Café-philo

           Le café-philo (activité libre et gratuite) s'est tenu le mardi 10 novembre 2015 à 18h45 au café associatif La Coulée douce (Cité des Pyrénées - rue berlioz - PAU).

Après un vote des participants, le sujet retenu a été : L'humour, force ou faiblesse ?

Résumé de la soirée :

1)      Nous commençons par situer l’humour dans la gamme comique, à côté du mot d’esprit, de la plaisanterie, de la dérision, du caustique, voire du cynique, tout en reconnaissant qu’il existe une spécificité de l’humour qui semble résister à tout effort de définition. L’humour permet une mise à distance, effectuant un pas de côté, par lequel le sujet se dégage de l’épaisseur, de la lourdeur des choses et des situations. Il y a dans l’humour un gain de légèreté, de souplesse, une sorte de respiration soudaine qui désarme le conflit, et sans le résoudre, le rend moins brutal. L’humour allège l’existence.

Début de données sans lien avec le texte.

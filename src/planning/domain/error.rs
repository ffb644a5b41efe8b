//! Error types for planning domain validation and parsing.

use super::SprintStatus;
use chrono::NaiveDate;
use thiserror::Error;

/// Errors returned while constructing or mutating planning domain values.
#[derive(Debug, Clone, Error, PartialEq, Eq)]
pub enum PlanningDomainError {
    /// The sprint start date is not strictly before its end date.
    #[error("invalid sprint date range: {start} must be before {end}")]
    InvalidDateRange {
        /// Requested start date.
        start: NaiveDate,
        /// Requested end date.
        end: NaiveDate,
    },

    /// The task name is empty after trimming.
    #[error("task name must not be empty")]
    EmptyTaskName,

    /// The sprint state machine does not permit the requested change.
    #[error("invalid sprint status transition: {from} -> {to}")]
    InvalidSprintTransition {
        /// Current sprint status.
        from: SprintStatus,
        /// Requested sprint status.
        to: SprintStatus,
    },
}

/// Error returned while parsing task statuses from persistence.
#[derive(Debug, Clone, Error, PartialEq, Eq)]
#[error("unknown task status: {0}")]
pub struct ParseTaskStatusError(pub String);

/// Error returned while parsing sprint statuses from persistence.
#[derive(Debug, Clone, Error, PartialEq, Eq)]
#[error("unknown sprint status: {0}")]
pub struct ParseSprintStatusError(pub String);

2)      L’humour s’oppose à l’esprit de sérieux, mais d’une manière très subtile. Car le sérieux n’est pas nié, ni refusé, au contraire rien de plus lucide que l’humour qui constate en vérité le caractère tragique de l‘existence (le fait de la mort, de la souffrance, du deuil, de l’absurde, de l’incompréhensible et du dérisoire) mais au lieu de se rouler dans le négatif, il en sort par le haut, encore une fois sans le nier, mais en déplaçant l’accent, en pointant une dimension de vérité sur le mode caustique ou léger, créant la surprise, ridiculisant l’esprit de lourdeur. « Je ne sais pas si Dieu existe, mais allez donc trouver un plombier le dimanche ! » (Woody Allen) 

 3)      L’humour a un certain rapport avec la vérité : il dit, mais indirectement, allusivement, en quoi il se présente comme un remède au tragique, tout en véhiculant la conscience tragique. Il serait « cathartique », c’est-à-dire de nature à opérer une purgation des passions tristes. A condition toutefois de ne pas dégénérer en posture, en système, ce qui en ruinerait les effets positifs, donc qui relèverait plus de la faiblesse de caractère que de la force.

 4)      Il faut une certaine force d’âme pour user librement et spontanément de l’humour, quand de toutes parts agissent les forces de la convention, de la retenue morale, de la bien-pensance. Dans l’humour en effet on peut voir à l’œuvre l’intelligence des situations, le plaisir de surprendre, le goût de provoquer, de dénoncer, qui confèrent un bénéfice de plaisir. Il faut une singulière force pour accepter de voir le réel en face, et, sans le nier, le « guérir » en le transposant : métaphore et poésie.